* **Work instructions**: Only the lines from the one containing "0], admin_port), async" to the end of the listing below are wanted, repeated exactly.

** Raw data follows **

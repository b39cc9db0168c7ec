use std::sync::Arc;

use futures::future::{BoxFuture, FutureExt};
use warp::http::StatusCode;
use warp::reject;
use warp::reply::{json, Reply};
use warp::Filter;

use super::response::Healthz;
use crate::environment::Environment;

pub fn make_healthz_route(
    _environment: Environment,
) -> impl warp::Filter<Extract = (impl Reply,), Error = reject::Rejection> + Clone {
    warp::path("healthz").and(warp::get()).map(move || {
        json(&Healthz {
            revision: info::REVISION,
            timestamp: info::BUILD_TIMESTAMP,
            version: info::VERSION,
        })
    })
}

type TerminationFuture = BoxFuture<'static, ()>;

pub type TerminationFunction = Arc<dyn Fn() -> TerminationFuture + Send + Sync>;

pub fn make_termination_route(
    _environment: Environment,
    terminate: TerminationFunction,
) -> impl warp::Filter<Extract = (impl Reply,), Error = reject::Rejection> + Clone {
    let handler = move || -> BoxFuture<'static, Result<StatusCode, std::convert::Infallible>> {
        let terminate = terminate.clone();

        async move {
            terminate().await;
            Ok(StatusCode::NO_CONTENT)
        }
        .boxed()
    };

    warp::path("terminate").and(warp::post()).and_then(handler)
}
use std::error::Error;
use std::sync::Arc;

use futures::future::FutureExt;
use warp::Filter;

use log::{info, initialize_logger};
use reviews_backend::config::get_variable_or;
use reviews_backend::environment::Environment;
use reviews_backend::routes;
use reviews_backend::sentiment::SentimentScorer;
use reviews_backend::store::CsvStore;
use tokio::sync::mpsc;

#[tokio::main]
async fn main() -> Result<(), Box<dyn Error>> {
    dotenv::dotenv().ok();

    let logger = initialize_logger();

    let main_port: u16 = get_variable_or("PORT", "8000")
        .parse()
        .expect("parse PORT as u16");
    let admin_port: u16 = get_variable_or("REVIEWS_ADMIN_PORT", "8001")
        .parse()
        .expect("parse REVIEWS_ADMIN_PORT as u16");
    let data_path = get_variable_or("REVIEWS_DATA_PATH", "data/reviews.csv");

    info!(logger, "Starting..."; "main_port" => main_port, "admin_port" => admin_port, "data_path" => &data_path);
    let logger = Arc::new(logger);

    // A load failure here is fatal: the service never starts without
    // its full data set in memory.
    let store = Arc::new(CsvStore::load(&data_path).expect("load reviews from REVIEWS_DATA_PATH"));
    let scorer = Arc::new(SentimentScorer::new());

    let environment = Environment::new(logger.clone(), store, scorer);

    let (termination_sender, mut termination_receiver) = mpsc::channel::<()>(1);

    let terminate: routes::admin::TerminationFunction = Arc::new(move || {
        let termination_sender = termination_sender.clone();

        async move {
            let termination_sender = termination_sender.clone();
            termination_sender.send(()).await.unwrap();
        }
        .boxed()
    });

    let should_terminate = async move {
        termination_receiver.recv().await;
    }
    .shared();

    let ctrlc = {
        let should_terminate = should_terminate.clone();
        let terminate = terminate.clone();

        let signal = tokio::signal::ctrl_c();

        async move {
            let terminate = terminate.clone();

            tokio::select! {
                _ = should_terminate => {},
                _ = signal => {
                    terminate().await;
                }
            }
        }
    };

    let main_server = {
        let should_terminate = should_terminate.clone();

        let logger2 = logger.clone();

        let list_route = routes::make_list_route(environment.clone());
        let create_route = routes::make_create_route(environment.clone());

        let routes = list_route
            .or(create_route)
            .recover(move |r| routes::format_rejection(logger2.clone(), r));

        let (_, main_server) =
            warp::serve(routes).bind_with_graceful_shutdown(([0, 0, 0, 0], main_port), async {
                should_terminate.await;
            });

        main_server
    };

    let admin_server = {
        let should_terminate = should_terminate.clone();
        let terminate = terminate.clone();

        let routes = routes::admin::make_healthz_route(environment.clone()).or(
            routes::admin::make_termination_route(environment.clone(), terminate),
        );

        let (_, admin_server) =
            warp::serve(routes).bind_with_graceful_shutdown(([0, 0, 0, 0], admin_port), async {
                should_terminate.await;
            });

        admin_server
    };

    tokio::join!(ctrlc, main_server, admin_server);

    info!(logger, "Exiting gracefully...");

    Ok(())
}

** End of Raw data **

* **Response to the exercise**:
            warp::serve(routes).bind_with_graceful_shutdown(([0, 0, 0, 0], admin_port), async {
                should_terminate.await;
            });

        admin_server
    };

    tokio::join!(ctrlc, main_server, admin_server);

    info!(logger, "Exiting gracefully...");

    Ok(())
}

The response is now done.